The first part of s. 33 contemplates the installation of machinery during the particular year and its user in the same year. If this provision was left as it was, then in a case where the machinery for some reason or other could not be put to actual use, but was used in the very succeeding year, the assessee would become ineligible for the grant of development rebate. In order to cover these cases where the assessee had installed the machinery in one year and put it into use in another year, the second part of s. 33 has been brought into operation. It is not necessary for us to express any opinion as to whether this part of the provision applies only to those cases where a new business is set up and in setting up the machinery is installed in one year and used in another. So long as the first part of the provision is satisfied in the present case, we consider that the assessee would be eligible for the grant of development rebate and it is unnecessary for us to go into the second part and whether the assessee is eligible for the development rebate next year on the view that the assessee had brought into use the machinery in the next year. The second part of the provision is an additional concession and is not to be understood as if it cuts down or restricts the first part. In view of the finding in the present case that the machinery was kept ready for use in that year and could have been used but for the strike, we are satisfied that the assessee is eligible for the development rebate.

The result is, the question referred to us is answered in the affirmative and in favour of the assessee. The assessee will be entitled to its costs.
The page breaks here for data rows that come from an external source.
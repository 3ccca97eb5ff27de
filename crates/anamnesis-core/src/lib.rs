pub mod clock;
pub mod config;
pub mod error;
pub mod ids;

pub use clock::{Clock, SystemClock};
pub use config::AnamnesisConfig;
pub use error::{ApiError, ErrorKind, Result};
pub use ids::{AnchorId, BatchId, EntityUuid, MessageId, SummaryId};
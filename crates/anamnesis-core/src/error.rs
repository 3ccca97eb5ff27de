use serde::{Deserialize, Serialize};
use thiserror::Error;

/// The closed error taxonomy surfaced identically over HTTP and stdio
/// JSON-RPC. Every layer crate defines its own `thiserror` enum and converts
/// into this one at its public boundary — nothing that crosses a layer
/// boundary is unclassified.
#[derive(Debug, Clone, Copy, PartialEq, Eq, Serialize, Deserialize)]
#[serde(rename_all = "SCREAMING_SNAKE_CASE")]
pub enum ErrorKind {
    InputShape,
    NotFound,
    Invariant,
    DependencyDown,
    Timeout,
    Partial,
    Internal,
}

impl ErrorKind {
    /// HTTP status this kind maps to at the gateway boundary.
    pub fn http_status(&self) -> u16 {
        match self {
            ErrorKind::InputShape => 400,
            ErrorKind::NotFound => 404,
            ErrorKind::Invariant => 409,
            ErrorKind::DependencyDown => 503,
            ErrorKind::Timeout => 504,
            ErrorKind::Partial => 207,
            ErrorKind::Internal => 500,
        }
    }
}

/// An error that has already crossed a layer boundary and been classified.
#[derive(Debug, Error, Clone, Serialize, Deserialize)]
#[error("{message}")]
pub struct ApiError {
    pub kind: ErrorKind,
    pub message: String,
}

impl ApiError {
    pub fn new(kind: ErrorKind, message: impl Into<String>) -> Self {
        Self {
            kind,
            message: message.into(),
        }
    }

    pub fn not_found(message: impl Into<String>) -> Self {
        Self::new(ErrorKind::NotFound, message)
    }

    pub fn input_shape(message: impl Into<String>) -> Self {
        Self::new(ErrorKind::InputShape, message)
    }

    pub fn invariant(message: impl Into<String>) -> Self {
        Self::new(ErrorKind::Invariant, message)
    }

    pub fn dependency_down(message: impl Into<String>) -> Self {
        Self::new(ErrorKind::DependencyDown, message)
    }
}

pub type Result<T> = std::result::Result<T, ApiError>;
Counsel fee Rs. 500.

Advocate List
  • For
Bench
  • HON'BLE MR. JUSTICE N V BALASUBRAMANYAN
  • HON'BLE MR. JUSTICE SETHURAMAN
Eq Citations
  • (1980) 19 CTR MAD 200
  • [1981] 128 ITR 675 (MAD)
  • LQ/MadHC/1980/28
Head Note

Income Tax — Development Rebate — Entitlement — New machinery installed and kept ready for use during the previous year but could not be used due to labour unrest — Held, assessee eligible for development rebate applicable to the previous year u/s 33(1) of the Income Tax Act, 1961. — The assessee had completed the construction of the building and the installation of the machinery before the end of the previous year, but could not start regular manufacture with the aid of this machinery because of frequent labour unrest. — Held, the machinery was kept ready for use and could have been used but for the strike, therefore, the assessee was eligible for the development rebate applicable to the previous year under the first part of s. 33(1) of the 1961 Act.